Friends, there is no Easter apart from this ‘kairos’ moment. Mary’s weeping in the garden. There is no awakening to joy, no reconciliation in love, no holy hallelujah, apart from this moment. “Grief,” Walter Brueggemann writes, “is an element of aliveness, and the answer to the denial the world/market demands of us. Grief,” he writes, “is an index of our humanity. It is proof of the presence of our relatedness to each other.”
Mary Magdalene’s broken heart is the first sign, then, the first salty sign of Jesus’ resurrection, and hers and ours as well. It’s an index of our humanity. Proof of the presence of our relatedness, our connection, our solidarity with one we continue to love gratefully, and powerfully, and yes, fiercely. Grief is, after all, an element of aliveness. I felt that aliveness—and Mary’s broken heart—on campus last month with students crying out for gun control and sanity in their dormitories and lecture halls. I felt it in a hospital just last week where a doctor simply and bravely broke down, just broke down, after losing a patient. And I felt it again and again in Palestine last Spring—where old women shook their fingers in the faces of armed Israeli soldiers. And young poets in dark cafes breathed fire and hope, invoking a future beyond genocide and apartheid and occupation.
Sometimes—as you know—our grief is about loss; it’s about relationships we’ve treasured and turned over to mystery and eternity. And it comes in waves, surging without notice.
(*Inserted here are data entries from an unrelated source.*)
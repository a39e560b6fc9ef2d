//! # Migration Orchestrator
//!
//! Drives full upgrade runs: plan, snapshot, validate, apply with retries,
//! transform data, and unwind on failure. One orchestrated run at a time;
//! concurrent requests are rejected immediately, never queued.
//!
//! The execution order per step is fixed:
//! 1. rollback point (snapshot of the store at the pre-step version)
//! 2. pre-validation (syntax, dependencies, safety scan)
//! 3. apply the up-script, retrying only transient store errors
//! 4. post-validation (expected objects, referential integrity)
//! 5. data transformation rules registered for the step's version
//!
//! A failed step unwinds every step this run applied, newest first, and the
//! run reports `RolledBack`. With `rollback_on_failure` off the run stops in
//! place and reports `Failed` with a resumable checkpoint.

pub mod plan;

use std::collections::HashMap;
use std::path::PathBuf;
use std::sync::atomic::{AtomicBool, Ordering};
use std::sync::{Arc, RwLock};
use std::time::{Duration, Instant};

use chrono::{DateTime, Utc};
use rand::Rng;
use serde::{Deserialize, Serialize};
use uuid::Uuid;

use crate::errors::{MigrationError, ShiftResult};
use crate::events::{EventBus, MigrationEvent};
use crate::ledger::{AppliedMigration, IntegrityReport, Migration, MigrationVersion, VersionLedger};
use crate::progress::{ProgressSnapshot, ProgressTracker};
use crate::rollback::{RollbackManager, RollbackReport};
use crate::store::{BackupEngine, ConnectionPool};
use crate::transform::{DataTransformer, TransformOptions, TransformationResult, TransformationRule};
use crate::validator::MigrationValidator;
use plan::{build_plan, MigrationPlan};

/// First retry delay; doubles per attempt.
const RETRY_BASE_DELAY_MS: u64 = 100;
/// Retry delay ceiling.
const RETRY_MAX_DELAY_MS: u64 = 5_000;
/// Default retry budget per step.
const DEFAULT_MAX_RETRIES: u32 = 3;

/// Terminal status of an orchestrated run.
#[derive(Debug, Clone, Copy, PartialEq, Eq, Serialize, Deserialize)]
#[serde(rename_all = "snake_case")]
pub enum RunStatus {
    Completed,
    Failed,
    RolledBack,
    DryRun,
}

/// Per-run options. Data rules are keyed by the version they run after.
#[derive(Clone, Default)]
pub struct ExecuteOptions {
    pub dry_run: bool,
    /// Optional settle delay between steps
    pub pause_between_steps: Option<Duration>,
    /// Retry budget for transient store errors; `None` uses the default
    pub max_retries: Option<u32>,
    /// Accept validation warnings instead of failing the step
    pub continue_on_warning: bool,
    /// Wall-clock budget per apply attempt
    pub step_timeout: Option<Duration>,
    /// Unwind applied steps when one fails (on by default)
    pub no_rollback_on_failure: bool,
    /// Transformation rules to run after specific versions apply
    pub data_rules: HashMap<MigrationVersion, Vec<TransformationRule>>,
}

/// Outcome of one step within a run.
#[derive(Debug, Clone, Serialize, Deserialize)]
pub struct StepReport {
    pub version: MigrationVersion,
    pub description: String,
    pub attempts: u32,
    pub duration_ms: u64,
    pub warnings: Vec<String>,
    pub transform_results: Vec<TransformationResult>,
    pub error: Option<String>,
}

/// Resumable record of a partially completed run.
#[derive(Debug, Clone, Serialize, Deserialize)]
pub struct MigrationCheckpoint {
    pub run_id: String,
    pub plan: MigrationPlan,
    pub completed: Vec<MigrationVersion>,
    pub created_at: DateTime<Utc>,
}

impl MigrationCheckpoint {
    pub fn to_json(&self) -> ShiftResult<String> {
        serde_json::to_string_pretty(self).map_err(|e| MigrationError::internal(e.to_string()))
    }

    pub fn from_json(json: &str) -> ShiftResult<Self> {
        serde_json::from_str(json).map_err(|e| MigrationError::Parse {
            path: PathBuf::new(),
            message: format!("checkpoint is corrupt: {}", e),
        })
    }

    /// Version the store must be at for this checkpoint to resume.
    pub fn expected_version(&self) -> MigrationVersion {
        self.completed
            .iter()
            .max()
            .copied()
            .unwrap_or(self.plan.current_version)
    }
}

/// Full record of an orchestrated run.
#[derive(Debug, Clone, Serialize, Deserialize)]
pub struct ExecutionReport {
    pub run_id: String,
    pub status: RunStatus,
    pub started_at: DateTime<Utc>,
    pub duration_ms: u64,
    pub from_version: MigrationVersion,
    pub final_version: MigrationVersion,
    pub steps: Vec<StepReport>,
    /// What a dry run would have executed, in order
    pub dry_run_steps: Vec<String>,
    pub error: Option<String>,
    pub rollback: Option<RollbackReport>,
    pub checkpoint: Option<MigrationCheckpoint>,
}

/// Pre-flight analysis of an upgrade path.
#[derive(Debug, Clone, Serialize, Deserialize)]
pub struct UpgradeAnalysis {
    pub plan: MigrationPlan,
    pub ledger_integrity: IntegrityReport,
    /// Planned steps with no down-script
    pub irreversible_steps: Vec<MigrationVersion>,
    /// Already-applied versions that could not currently be rolled back
    pub rollback_blockers: Vec<String>,
}

/// Coordinates the ledger, validator, rollback manager, and transformer for
/// whole upgrade runs.
pub struct MigrationOrchestrator {
    ledger: Arc<VersionLedger>,
    validator: MigrationValidator,
    rollback: RollbackManager,
    transformer: DataTransformer,
    events: Arc<EventBus>,
    running: AtomicBool,
    run_since: RwLock<Option<DateTime<Utc>>>,
    progress: RwLock<Option<Arc<ProgressTracker>>>,
}

/// Clears the single-flight flag when a run ends, on every exit path.
struct RunGuard<'a> {
    orchestrator: &'a MigrationOrchestrator,
}

impl Drop for RunGuard<'_> {
    fn drop(&mut self) {
        self.orchestrator.running.store(false, Ordering::SeqCst);
        *self.orchestrator.run_since.write().unwrap() = None;
    }
}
Words then are hard to come by, but the pain is real; it’s physical, even overwhelming.
Sometimes our grief is about transition, and the turning from one life to another, from old dreams to new dreams, even from one worldview to another. Transitions can be remarkably beautiful and brutally hard; they can be sacred and important and terribly painful. And there’s grief in all of that. Of course, there is.
And sometimes, sometimes our grief is about disappointment, or even anger and rage, for empires that dehumanize our neighbors, and tyrants who demoralize our democracy, and zealots who turn to war without ever counting the cost, and mask their thoughtlessness in the language of faith.
So Mary Magdalene, indeed, she’s one of us. Standing outside the ransacked tomb, crying. Traumatized by violence in the streets. Her world, her life, her community divided and diminished all over again. She too struggles to find words for prayer. She too wonders if faith will ever make sense again. She too suspects that all his talk of love, all his musing on mercy, was just fantasy, illusion, even hope betrayed. She’s one of us.
And then, through her tears, through the salty rivers in her swollen eyes, Mary sees a gardener. At least, she thinks so. A gardener. And this is her ‘kairos’ moment. This is where Easter splits open the hard rock of despair and reveals light and hope and new worlds of possibility. Because the gardener knows her name. It turns out that the gardener knows her name. And now he speaks her name. The gardener is Jesus, who was crucified by empire, who was mocked by soldiers, who was betrayed by friends: Jesus who says now: “Mary.” Which is to say, “I know you.” Which is to say, “Love lives again.” المسيح قام! (Al-Masīḥ qām!)…Christ is risen.